How many patients are you "expected" to see in an 8 hour day?

Specialties Hospice

Published

Just curious what your companies expectations are for number of visits and time spent in patients home? Do you complete charting at patients bedside or your own bedside and how many hours do you estimate you spend on charting away from bedside. Going on 15 years in Hospice and still struggle with charting even with computer. I know I am not alone in this. Patients first , right ?

Specializes in Med Surg, Hospice, Home Health.

charting is expected at bedside, average visit is 45minutes to one hour. As for number of patients, it is expected that a nurse that has a nursing home facility with several patients, you would be expected to see 7 of those patients in one 8 hr shift----as they are in one location---with an average visit being 45 minutes and after speaking with their floor nurse and calling family with an update, seven patients should be doable easily (we do paper charting still)....

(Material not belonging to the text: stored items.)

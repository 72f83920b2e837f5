//! Scraper script templates written into the scripts mount.

use chrono::{DateTime, Local};

/// File name of the example script created by `sandbox example`.
pub const EXAMPLE_SCRIPT_NAME: &str = "example_scraper.py";

/// URL used by the basic template when none is given.
pub const DEFAULT_TEMPLATE_URL: &str = "https://example.com";

const URL_PLACEHOLDER: &str = "__URL__";
const CREATED_PLACEHOLDER: &str = "__CREATED__";

const EXAMPLE_SCRIPT: &str = r#"#!/usr/bin/env python3
"""
Example script for the Playwright sandbox.
"""

from playwright.sync_api import sync_playwright
import json
import time


def scrape_example():
    """Basic Playwright scraping example."""
    print("Starting Playwright example...")

    with sync_playwright() as p:
        browser = p.chromium.launch(headless=True)
        page = browser.new_page()

        print("Navigating to example.com...")
        page.goto("https://example.com")

        title = page.title()
        heading = page.query_selector("h1").inner_text()

        print(f"Title: {title}")
        print(f"Heading: {heading}")

        results = {
            "url": "https://example.com",
            "title": title,
            "heading": heading,
            "timestamp": time.time(),
        }

        with open("/app/persistent/example_results.json", "w") as f:
            json.dump(results, f, indent=2)

        print("Results saved to example_results.json")

        browser.close()


if __name__ == "__main__":
    scrape_example()
"#;

const BASIC_TEMPLATE: &str = r#"#!/usr/bin/env python3
"""
Generated scraping script.
Created: __CREATED__
"""

from playwright.sync_api import sync_playwright
import json
from datetime import datetime


def scrape_data():
    """Main scraping routine."""
    print("Starting Playwright scraper...")

    results = []

    with sync_playwright() as p:
        browser = p.chromium.launch(headless=True)
        page = browser.new_page()

        page.set_extra_http_headers({
            "User-Agent": "Mozilla/5.0 (Windows NT 10.0; Win64; x64) AppleWebKit/537.36 (KHTML, like Gecko) Chrome/91.0.4472.124 Safari/537.36"
        })

        try:
            print("Navigating to: __URL__")
            page.goto("__URL__", wait_until="networkidle")
            page.wait_for_timeout(2000)

            title = page.title()
            print(f"Page title: {title}")

            # Replace with real extraction, for example:
            # for element in page.query_selector_all(".item"):
            #     results.append({"text": element.inner_text()})

            results.append({
                "title": title,
                "url": "__URL__",
                "timestamp": datetime.now().isoformat(),
                "data_extracted": "Edit this script to extract real data",
            })

        except Exception as e:
            print(f"Error while scraping: {e}")

        finally:
            browser.close()

    return results


def save_results(data, filename=None):
    """Save results as JSON in the persistent directory."""
    if filename is None:
        filename = f"scraping_results_{datetime.now().strftime('%Y%m%d_%H%M%S')}.json"

    filepath = f"/app/persistent/{filename}"

    with open(filepath, "w", encoding="utf-8") as f:
        json.dump(data, f, indent=2, ensure_ascii=False)

    print(f"Results saved to: {filename}")
    print(f"Total items: {len(data)}")


def main():
    data = scrape_data()

    if data:
        save_results(data)
        print("Scraping finished")
    else:
        print("No data found")


if __name__ == "__main__":
    main()
"#;

const ASYNC_TEMPLATE: &str = r#"#!/usr/bin/env python3
"""
Asynchronous Playwright scraping script.
Created: __CREATED__
"""

import asyncio
from playwright.async_api import async_playwright
import json
import time
from datetime import datetime


async def scrape_page(page, url):
    """Scrape a single page."""
    try:
        await page.goto(url, wait_until="networkidle")
        await page.wait_for_timeout(1000)

        title = await page.title()

        return {
            "url": url,
            "title": title,
            "timestamp": datetime.now().isoformat(),
        }

    except Exception as e:
        print(f"Error on {url}: {e}")
        return None


async def scrape_multiple_urls(urls):
    """Scrape several URLs in parallel."""
    print(f"Starting async scraping of {len(urls)} URLs...")

    async with async_playwright() as p:
        browser = await p.chromium.launch(headless=True)

        tasks = []
        for url in urls:
            page = await browser.new_page()
            await page.set_extra_http_headers({
                "User-Agent": "Mozilla/5.0 (Windows NT 10.0; Win64; x64) AppleWebKit/537.36"
            })
            tasks.append(scrape_page(page, url))

        results = await asyncio.gather(*tasks, return_exceptions=True)
        valid_results = [r for r in results if r is not None and not isinstance(r, Exception)]

        await browser.close()

    return valid_results


async def main():
    urls = [
        "https://example.com",
        "https://httpbin.org/html",
    ]

    start_time = time.time()
    results = await scrape_multiple_urls(urls)
    end_time = time.time()

    filename = f"async_scraping_{datetime.now().strftime('%Y%m%d_%H%M%S')}.json"
    filepath = f"/app/persistent/{filename}"

    with open(filepath, "w", encoding="utf-8") as f:
        json.dump(results, f, indent=2, ensure_ascii=False)

    print(f"Finished in {end_time - start_time:.2f} seconds")
    print(f"Results saved to: {filename}")
    print(f"Total results: {len(results)}")


if __name__ == "__main__":
    asyncio.run(main())
"#;

/// Returns the fixed content of [`EXAMPLE_SCRIPT_NAME`].
pub fn example_script() -> &'static str {
    EXAMPLE_SCRIPT
}

/// Renders the synchronous single-page scraper template for `url`.
pub fn basic_template(url: &str, created_at: DateTime<Local>) -> String {
    BASIC_TEMPLATE
        .replace(CREATED_PLACEHOLDER, &format_created(created_at))
        .replace(URL_PLACEHOLDER, &escape_python_string(url))
}

/// Renders the asyncio multi-URL scraper template.
pub fn async_template(created_at: DateTime<Local>) -> String {
    ASYNC_TEMPLATE.replace(CREATED_PLACEHOLDER, &format_created(created_at))
}

/// Appends `.py` to names without an extension.
pub fn script_file_name(name: &str) -> String {
    if std::path::Path::new(name).extension().is_some() {
        name.to_string()
    } else {
        format!("{}.py", name)
    }
}

fn format_created(created_at: DateTime<Local>) -> String {
    created_at.format("%Y-%m-%d %H:%M:%S").to_string()
}

fn escape_python_string(value: &str) -> String {
    value.replace('\\', "\\\\").replace('"', "\\\"")
}

#[cfg(test)]
mod tests {
    use super::*;
    use chrono::TimeZone;

    fn fixed_time() -> DateTime<Local> {
        Local.with_ymd_and_hms(2024, 3, 9, 14, 5, 0).unwrap()
    }

    #[test]
    fn example_script_writes_to_persistent_mount() {
        let script = example_script();
        assert!(script.starts_with("#!/usr/bin/env python3"));
        assert!(script.contains("/app/persistent/example_results.json"));
    }

    #[test]
    fn basic_template_substitutes_url_and_date() {
        let script = basic_template("https://quotes.toscrape.com", fixed_time());

        assert!(script.contains("Created: 2024-03-09 14:05:00"));
        assert!(script.contains("page.goto(\"https://quotes.toscrape.com\""));
        assert!(!script.contains(URL_PLACEHOLDER));
        assert!(!script.contains(CREATED_PLACEHOLDER));
    }

    #[test]
    fn basic_template_escapes_quotes_in_url() {
        let script = basic_template("https://x.test/?q=\"a\"", fixed_time());
        assert!(script.contains("https://x.test/?q=\\\"a\\\""));
    }

    #[test]
    fn async_template_has_no_placeholders() {
        let script = async_template(fixed_time());
        assert!(script.contains("asyncio.run(main())"));
        assert!(!script.contains(CREATED_PLACEHOLDER));
    }

    #[test]
    fn script_names_get_python_extension() {
        assert_eq!(script_file_name("scraper"), "scraper.py");
        assert_eq!(script_file_name("scraper.py"), "scraper.py");
    }
}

As for home care patients-that is a horse of a different color. If you have a 3-4 county area and the patients are several miles apart-4-5 may be on the average day, not including all the phone calls you receive from the office from families with alot of questions.....New patients take a greater amount of time secondary to all the teaching that is required with hospice philosophy and scope of practice and care plans. We have a policy that if we receive a call from a patient/family within the first 7 days of service this automatically prompts a visit, even if it's just a medication question.

there is ALOT of documentation that occurs at the office after the visits are completed, for instance-the field nurses have "field charts" that have all the patients information including a copy of the care plan, so they have at hand what are active "care plan" issues, as a weekend nurse, I don't have this on my person during the visit, so I complete alot once I get back to the office. Most of our field nurses try to have a four hour period where they catch up on updating care plans, and the like. Also, we turn in our notes every other day to be"exited" by management. that takes alot of time also.

linda

Specializes in PICU, NICU, L&D, Public Health, Hospice.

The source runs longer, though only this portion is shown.